A structure of a conventional fingerprint identification module will be described as follows. FIG. 1 is a schematic exploded view illustrating a structure of a conventional fingerprint identification module. As shown in FIG. 1, the conventional fingerprint identification module 1 comprises a fingerprint sensor 10, a coating structure 11, a circuit board 12, a metallic ring 13 and a supporting plate 14. The fingerprint sensor 10 is disposed on and electrically connected with the circuit board 12 and acquires electric power from the circuit board 12. The fingerprint sensor 10 is used for sensing the user's finger and retrieving the information of the user's finger. The coating structure 11 is disposed on a top surface of the fingerprint sensor 10 by a coating technology. The coating structure 11 is used for protecting the fingerprint sensor 10. Moreover, the coating structure 11 provides a color that matches an electronic device or provides a desired color. The metallic ring 13 is sheathed around the fingerprint sensor 10. The metallic ring 13 is used for transferring the charges of the user's finger or the foreign charges. Consequently, the electrostatic discharge (ESD) is not generated. The supporting plate 14 is used for supporting the above components. Moreover, the supporting plate 14 is contacted with the circuit board 12 to increase the structural strength of the circuit board 12. Consequently, the circuit board 12 is not damaged in response to the external force.

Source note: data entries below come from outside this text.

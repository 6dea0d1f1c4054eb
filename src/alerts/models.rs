use chrono::{DateTime, Utc};
use serde::{Deserialize, Serialize};
use serde_json::Value;
use std::collections::BTreeMap;
use uuid::Uuid;

use crate::ai::Anomaly;
use crate::rules::{Rule, RuleKind, Severity};

/// Label carrying the resource type an anomaly alert was scoped to
pub const RESOURCE_TYPE_LABEL: &str = "resourceType";

/// Current status of an alert
#[derive(Debug, Clone, Copy, PartialEq, Eq, Serialize, Deserialize)]
#[serde(rename_all = "lowercase")]
pub enum AlertStatus {
    Firing,
    Acknowledged,
    Resolved,
}

/// One batch of metrics delivered by an external collector
#[derive(Debug, Clone, Serialize, Deserialize)]
#[serde(rename_all = "camelCase")]
pub struct MetricSnapshot {
    pub source: String,
    pub metrics: Value,
    #[serde(default = "Utc::now")]
    pub collected_at: DateTime<Utc>,
}

impl MetricSnapshot {
    pub fn new(source: impl Into<String>, metrics: Value) -> Self {
        Self {
            source: source.into(),
            metrics,
            collected_at: Utc::now(),
        }
    }
}

#[derive(Debug, Clone, PartialEq, Serialize, Deserialize)]
#[serde(rename_all = "camelCase")]
pub struct Alert {
    pub id: String,
    pub rule_id: String,
    pub rule_name: String,
    pub severity: Severity,
    pub status: AlertStatus,
    #[serde(alias = "timestamp")]
    pub starts_at: DateTime<Utc>,
    #[serde(default, skip_serializing_if = "Option::is_none")]
    pub resolved_at: Option<DateTime<Utc>>,
    #[serde(default, skip_serializing_if = "Option::is_none")]
    pub acknowledged_at: Option<DateTime<Utc>>,
    #[serde(default, skip_serializing_if = "Option::is_none")]
    pub resolution_reason: Option<String>,
    #[serde(default)]
    pub value: Option<f64>,
    #[serde(default)]
    pub metrics: Value,
    #[serde(default)]
    pub labels: BTreeMap<String, String>,
    #[serde(default)]
    pub annotations: BTreeMap<String, Value>,
    pub source: String,
    #[serde(default, skip_serializing_if = "Option::is_none")]
    pub anomaly_details: Option<Anomaly>,
    #[serde(default, skip_serializing_if = "Option::is_none")]
    pub explanation: Option<String>,
}

impl Alert {
    /// New firing alert for a threshold-style rule
    pub fn from_rule(rule: &Rule, source: &str, value: f64, metrics: Value) -> Self {
        let mut alert = Self::firing(rule, source, rule.severity, metrics);
        alert.value = Some(value);
        alert
    }

    /// New firing alert for one anomaly reported by the analyzer
    pub fn from_anomaly(rule: &Rule, source: &str, anomaly: &Anomaly, metrics: Value) -> Self {
        let mut alert = Self::firing(rule, source, anomaly.severity, metrics);
        alert.value = anomaly.value;
        alert.explanation = Some(anomaly.description.clone());
        alert.anomaly_details = Some(anomaly.clone());
        if let Some(metric) = &anomaly.metric {
            alert.labels.insert("metric".to_string(), metric.clone());
        }
        if let RuleKind::AiAnomaly {
            resource_type: Some(resource_type),
            ..
        } = &rule.kind
        {
            alert
                .labels
                .insert(RESOURCE_TYPE_LABEL.to_string(), resource_type.clone());
        }
        alert
    }

    fn firing(rule: &Rule, source: &str, severity: Severity, metrics: Value) -> Self {
        let mut annotations: BTreeMap<String, Value> = rule
            .annotations
            .iter()
            .map(|(k, v)| (k.clone(), Value::String(v.clone())))
            .collect();
        if !rule.description.is_empty() {
            annotations
                .entry("description".to_string())
                .or_insert_with(|| Value::String(rule.description.clone()));
        }

        Self {
            id: Uuid::new_v4().to_string(),
            rule_id: rule.id.clone(),
            rule_name: rule.name.clone(),
            severity,
            status: AlertStatus::Firing,
            starts_at: Utc::now(),
            resolved_at: None,
            acknowledged_at: None,
            resolution_reason: None,
            value: None,
            metrics,
            labels: rule.labels.clone(),
            annotations,
            source: source.to_string(),
            anomaly_details: None,
            explanation: None,
        }
    }

    /// Short human readable summary used by log lines and notification bodies
    pub fn summary(&self) -> String {
        let description = self
            .explanation
            .clone()
            .or_else(|| {
                self.annotations
                    .get("summary")
                    .or_else(|| self.annotations.get("description"))
                    .and_then(Value::as_str)
                    .map(str::to_string)
            })
            .unwrap_or_else(|| format!("Rule '{}' triggered", self.rule_name));

        match self.value {
            Some(value) => format!("{} (value: {:.2})", description, value),
            None => description,
        }
    }
}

After the fingerprint identification module 1 is assembled, the fingerprint identification module 1 is usually disposed within an accommodation space of an electronic device (not shown). At the same time, a portion of the fingerprint identification module 1 is exposed outside the fingerprint identification module 1 in order to be touched by the user's finger. Generally, the structures and the inner components of the electronic devices from different manufacturers are somewhat different. Since the heights of the accommodation spaces of the electronic devices from different manufacturers are possibly different, the structure of the fingerprint identification module 1 needs to be adjusted to comply with the height of the accommodation space of the electronic device where the fingerprint identification module 1 is installed. For example, if the height of the accommodation space is insufficient, the thickness of the supporting plate needs to be decreased. Consequently, the fingerprint identification module 1 can be installed in the accommodation space to match the electronic device. For the manufacturer of the fingerprint identification module, the process of adjusting the structure of the fingerprint identification module is time-consuming and labor-intensive. Under this circumstance, the production efficiency of the fingerprint identification module is impaired.
Therefore, there is a need of providing a fingerprint identification module with increased production efficiency.